6 Ways to Safely Welcome Employees Back Into the Office
While remote work is here to stay, in some capacity, indefinitely, many employees and certainly many employers are eager to return to the office life. Many of the studies and reports that have come out of the pandemic regarding productivity and employee happiness suggest that people have no problem working remotely for the rest of their careers, but there are still certain roles, as well as something to be said for in-person collaboration and interaction, that will draw scores of people back to on-site work. If you are planning on getting your people into the office post-vaccination, below are 6 ways to safely welcome them back.
When businesses start to welcome back their employees en masse depends on where in the world they happen to be located, with the United States, for example, vaccinating a much larger number of people than almost anywhere else. These are people you haven’t seen in-person in over a year, and who haven’t seen their coworkers and colleagues in that same amount of time. A good way to break the ice, so to speak, especially for any new hires who might have been brought on during the pandemic, is to cater a lunch to make everyone feel welcome.
Getting employees to feel comfortable while coming back to work in physical office spaces will require employers to take some preemptive measures. One that should be on the top of any business owner or office manager’s list is an air purifier. Depending on how large your office space is, you may need a couple scattered throughout, but the good thing is that you can pick up a consumer-grade air purifier on any of the large e-retailer sites for not very much.
During the SARS outbreak in 2003, for instance, the Hong Kong Hospital Authority recommended hospitals make use of portable air purifiers with HEPA filters in them to help reduce transmission to healthcare workers and a lot of subsequent research backs up the suggestion as well. Knowing that they are coming into an enclosed space in which air circulation and filtration is something that is being taken seriously will help put minds at ease. At the very least, it will help prevent the spread of other common seasonal viruses, as well as make the air more breathable for people with respiratory conditions.
Masks (For Those Who Want Them)
While a large-scale return to the office will likely only be possible once a critical mass of people in societies around the world have been vaccinated, many people will likely continue to suffer from Pandemic PTSD for some time to come and feel more comfortable, if not wearing masks in and around the office, at least having the option to do so.
Keeping a constant supply of masks in different places around the office is a good idea and will make returning employees feel like their employer is looking out for both their mental and physical health.
Pursuant to the above recommendation, many people, despite being aware that their coworkers have been vaccinated, may still feel nervous about resuming normal office life and behaviour.

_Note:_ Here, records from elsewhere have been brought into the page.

//! The [`LlmProvider`] trait (spec.md §4.9, §1 non-goal: no concrete
//! Anthropic/OpenAI client is implemented here, only the seam the LLM
//! pipeline stage calls through).

use async_trait::async_trait;
use tokio::sync::mpsc;

use super::error::LlmError;
use super::types::{CompletionRequest, CompletionResponse, StreamChunk};

#[async_trait]
pub trait LlmProvider: Send + Sync {
    /// Name used by [`crate::providers::is_model_compatible_with_provider`].
    fn name(&self) -> &str;

    async fn complete(&self, request: CompletionRequest) -> Result<CompletionResponse, LlmError>;

    /// Default streaming implementation: issue a single non-streaming call
    /// and replay it as one chunk. Providers capable of real streaming
    /// override this.
    async fn stream(
        &self,
        request: CompletionRequest,
        chunk_tx: mpsc::Sender<StreamChunk>,
    ) -> Result<CompletionResponse, LlmError> {
        let response = self.complete(request).await?;
        let _ = chunk_tx
            .send(StreamChunk::MessageStop {
                usage: response.usage.clone(),
            })
            .await;
        Ok(response)
    }
}

#[cfg(test)]
pub mod mock {
    use super::*;
    use crate::llm::types::{StopReason, TokenUsage};
    use std::sync::atomic::{AtomicUsize, Ordering};
    use std::sync::Mutex;

    /// Test double returning a fixed queue of responses in order, looping
    /// the last one once exhausted.
    pub struct MockLlmProvider {
        responses: Mutex<Vec<CompletionResponse>>,
        call_count: AtomicUsize,
    }

    impl MockLlmProvider {
        pub fn new(responses: Vec<CompletionResponse>) -> Self {
            Self {
                responses: Mutex::new(responses),
                call_count: AtomicUsize::new(0),
            }
        }

        pub fn single(content: impl Into<String>) -> Self {
            Self::new(vec![CompletionResponse {
                content: Some(content.into()),
                tool_calls: Vec::new(),
                stop_reason: StopReason::EndTurn,
                usage: TokenUsage::default(),
                provider: "mock".to_string(),
                model: "mock-model".to_string(),
            }])
        }

        pub fn call_count(&self) -> usize {
            self.call_count.load(Ordering::SeqCst)
        }
    }

    #[async_trait]
    impl LlmProvider for MockLlmProvider {
        fn name(&self) -> &str {
            "mock"
        }

        async fn complete(&self, _request: CompletionRequest) -> Result<CompletionResponse, LlmError> {
            let idx = self.call_count.fetch_add(1, Ordering::SeqCst);
            let responses = self.responses.lock().unwrap();
            let response = responses
                .get(idx)
                .or_else(|| responses.last())
                .cloned()
                .ok_or_else(|| LlmError::Provider {
                    provider: "mock".to_string(),
                    message: "no responses configured".to_string(),
                })?;
            Ok(response)
        }
    }

    #[tokio::test]
    async fn mock_returns_configured_responses_in_order() {
        let provider = MockLlmProvider::new(vec![
            CompletionResponse {
                content: Some("first".to_string()),
                tool_calls: Vec::new(),
                stop_reason: StopReason::EndTurn,
                usage: TokenUsage::default(),
                provider: "mock".to_string(),
                model: "mock-model".to_string(),
            },
            CompletionResponse {
                content: Some("second".to_string()),
                tool_calls: Vec::new(),
                stop_reason: StopReason::EndTurn,
                usage: TokenUsage::default(),
                provider: "mock".to_string(),
                model: "mock-model".to_string(),
            },
        ]);

        let request = CompletionRequest {
            system_prompt: String::new(),
            messages: Vec::new(),
            tools: Vec::new(),
            max_tokens: 100,
        };

        let first = provider.complete(request.clone()).await.unwrap();
        assert_eq!(first.content.as_deref(), Some("first"));
        let second = provider.complete(request).await.unwrap();
        assert_eq!(second.content.as_deref(), Some("second"));
        assert_eq!(provider.call_count(), 2);
    }
}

The goal is to ease people back into this and have the office up and running normally in as short a time as possible, and nervous employees may be an impediment to that.
A good way to put many, if not most people’s minds at ease is to hire a medical professional, preferably an epidemiologist or infectious disease expert, to either speak directly to your employees (virtually or in-person), or write a letter that is personally addressed to your workforce, explaining the risks and, importantly, endorsing the idea that people can and should start resuming their lives as normal.

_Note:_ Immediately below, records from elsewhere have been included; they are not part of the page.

//! knowledge stage (spec.md §4.2): "retrieve relevant strategic principles
//! (always, if configured) and — when a knowledge fabric is configured —
//! perform a tag-filtered semantic search bounded by a small k (e.g., 5).
//! Errors are non-fatal."

use async_trait::async_trait;
use std::time::Instant;

use crate::domain::PipelineState;
use crate::pipeline::{Stage, StageContext};

const SEMANTIC_SEARCH_K: usize = 5;

pub struct KnowledgeStage;

#[async_trait]
impl Stage for KnowledgeStage {
    fn name(&self) -> &'static str {
        "knowledge"
    }

    async fn execute(&self, ctx: &StageContext, state: &mut PipelineState) {
        let started = Instant::now();

        if ctx.memory.enabled() {
            match ctx.memory.get_project_memory().await {
                Ok(project) => state.strategic_principles = project.conventions,
                Err(e) => state.record_error(self.name(), e.to_string()),
            }

            if ctx.config.enable_knowledge {
                match ctx
                    .memory
                    .search_archival(&state.request.input, &state.request.context.tags, SEMANTIC_SEARCH_K)
                    .await
                {
                    Ok(hits) => state.knowledge_hits = hits,
                    Err(e) => state.record_error(self.name(), e.to_string()),
                }
            }
        }

        state.stage_durations.insert(self.name().to_string(), started.elapsed());
    }
}
use thiserror::Error;

#[derive(Debug, Error)]
pub enum LlmError {
    #[error("provider {provider} rejected model {model}")]
    IncompatibleModel { provider: String, model: String },

    #[error("request to {provider} timed out")]
    Timeout { provider: String },

    #[error("provider {provider} returned an error: {message}")]
    Provider { provider: String, message: String },

    #[error("rate limited by {provider}, retry after {retry_after_secs}s")]
    RateLimited { provider: String, retry_after_secs: u64 },

    #[error("transport error: {0}")]
    Transport(String),
}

Plants are a good air purification addition, but they also come with a tremendous amount of mental health benefits. If your office wasn’t particularly green prior to the pandemic, consider investing some money into making the space a more natural-looking one. There is a wide range of indoor plants that will thrive in any office environment as long as they receive regular watering and get their daily or weekly sunlight requirements.

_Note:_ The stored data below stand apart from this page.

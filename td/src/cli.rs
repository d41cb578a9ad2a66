//! CLI command definitions and subcommands.
//!
//! A thin shell over [`crate::orchestrator::Orchestrator`] (spec.md §6:
//! "Process-internal surface consumed by CLI/TUI/HTTP shells that are out
//! of scope but must be spec'd to the extent the core exposes them").

use clap::{Parser, Subcommand};
use std::path::PathBuf;
use tracing::debug;

/// Cognitive request orchestrator
#[derive(Parser)]
#[command(name = "cortex", about = "Cognitive request-processing orchestrator", version = env!("CARGO_PKG_VERSION"))]
pub struct Cli {
    /// Path to config file
    #[arg(short, long, global = true, help = "Path to config file")]
    pub config: Option<PathBuf>,

    /// Log level (TRACE, DEBUG, INFO, WARN, ERROR)
    #[arg(short = 'l', long = "log-level", global = true, help = "Log level (TRACE, DEBUG, INFO, WARN, ERROR)")]
    pub log_level: Option<String>,

    /// Subcommand to execute
    #[command(subcommand)]
    pub command: Option<Command>,
}

/// CLI subcommands
#[derive(Debug, Subcommand)]
pub enum Command {
    /// Submit a single request and print the response (one-shot `Process`)
    Ask {
        /// The chat/query/command text
        input: String,

        /// Treat input as a shell command rather than chat
        #[arg(long)]
        command: bool,

        /// Allow unrestricted tool execution for this request
        #[arg(long)]
        unrestricted: bool,

        /// Output format
        #[arg(short, long, default_value = "text")]
        format: OutputFormat,
    },

    /// Interactive read-eval-print loop over the orchestrator
    Repl,

    /// Show running orchestrator statistics
    Stats {
        #[arg(short, long, default_value = "text")]
        format: OutputFormat,
    },

    /// Get or set the active behavioral mode
    Mode {
        #[command(subcommand)]
        command: ModeCommand,
    },

    /// Get or set the active persona
    Persona {
        #[command(subcommand)]
        command: PersonaCommand,
    },
}

#[derive(Debug, Subcommand)]
pub enum ModeCommand {
    /// Print the active mode
    Get,
    /// Set the active mode (normal, debugging, teaching, pair, review)
    Set { mode: String },
}

#[derive(Debug, Subcommand)]
pub enum PersonaCommand {
    /// Print the active persona id
    Get,
    /// Set the active persona by id
    Set { id: String },
}

/// Result of checking a required tool.
pub struct ToolCheck {
    pub name: &'static str,
    pub available: bool,
    pub version: Option<String>,
}

impl ToolCheck {
    pub fn check(name: &'static str, version_args: &[&str]) -> Self {
        debug!(name, ?version_args, "ToolCheck::check: called");
        let result = std::process::Command::new(name).args(version_args).output();

        match result {
            Ok(output) if output.status.success() => {
                let version_str = String::from_utf8_lossy(&output.stdout);
                let version = parse_version(&version_str);
                Self {
                    name,
                    available: true,
                    version: Some(version),
                }
            }
            _ => Self {
                name,
                available: false,
                version: None,
            },
        }
    }
}

fn parse_version(output: &str) -> String {
    for word in output.split_whitespace() {
        let word = word.trim_start_matches('v');
        if word.chars().next().map(|c| c.is_ascii_digit()).unwrap_or(false) {
            let version: String = word.chars().take_while(|c| c.is_ascii_digit() || *c == '.').collect();
            if !version.is_empty() {
                return version;
            }
        }
    }
    "unknown".to_string()
}

/// Check the tools the bash tool shells out to.
pub fn check_required_tools() -> Vec<ToolCheck> {
    vec![ToolCheck::check("bash", &["--version"]), ToolCheck::check("git", &["--version"])]
}

/// Output format for stats/mode/persona commands.
#[derive(Clone, Debug, Default)]
pub enum OutputFormat {
    #[default]
    Text,
    Json,
}

impl std::str::FromStr for OutputFormat {
    type Err = String;

    fn from_str(s: &str) -> Result<Self, Self::Err> {
        match s.to_lowercase().as_str() {
            "text" | "plain" => Ok(Self::Text),
            "json" => Ok(Self::Json),
            _ => Err(format!("Unknown format: {s}. Use: text or json")),
        }
    }
}

impl std::fmt::Display for OutputFormat {
    fn fmt(&self, f: &mut std::fmt::Formatter<'_>) -> std::fmt::Result {
        match self {
            Self::Text => write!(f, "text"),
            Self::Json => write!(f, "json"),
        }
    }
}

#[cfg(test)]
mod tests {
    use super::*;

    #[test]
    fn cli_parse_no_command() {
        let cli = Cli::parse_from(["td"]);
        assert!(cli.command.is_none());
    }

    #[test]
    fn cli_parse_ask() {
        let cli = Cli::parse_from(["td", "ask", "ls -la", "--command", "--unrestricted"]);
        if let Some(Command::Ask { input, command, unrestricted, .. }) = cli.command {
            assert_eq!(input, "ls -la");
            assert!(command);
            assert!(unrestricted);
        } else {
            panic!("expected Ask command");
        }
    }

    #[test]
    fn cli_parse_mode_set() {
        let cli = Cli::parse_from(["td", "mode", "set", "debugging"]);
        assert!(matches!(
            cli.command,
            Some(Command::Mode {
                command: ModeCommand::Set { .. }
            })
        ));
    }

    #[test]
    fn output_format_from_str() {
        assert!(matches!("text".parse::<OutputFormat>(), Ok(OutputFormat::Text)));
        assert!(matches!("json".parse::<OutputFormat>(), Ok(OutputFormat::Json)));
        assert!("invalid".parse::<OutputFormat>().is_err());
    }

    #[test]
    fn parse_version_extracts_leading_number() {
        assert_eq!(parse_version("git version 2.43.0"), "2.43.0");
        assert_eq!(parse_version("v1.2.3"), "1.2.3");
    }
}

Plants that do well in offices include spider plants, cactuses, snake plants, bamboo, ficus, and lemon balm. You can even designate a watering schedule to give people the chance to engage in some highly therapeutic horticultural practices.
This might seem hokey at first thought, but having “I am vaccinated” stickers for people to wear as you welcome employees back into the office is a good way to give them the confidence to interact, collaborate and resume office professional and personal friendships. One of the very unfortunate collateral effects of the pandemic will likely be an unwillingness to be close to other people for some time, and at least while the world begins the slow path back to something approximating normality.
Even with mass vaccination, getting people comfortable with coming back into work will require some planning and coaxing. Incentivizing a return to the office will be one part of the equation, and making your office space post-pandemic-friendly and empathetic is the other. Keep the above tips and suggestions in mind when opening the office back up and make returning employees feel safe, valued and comfortable resuming their normal professional lives.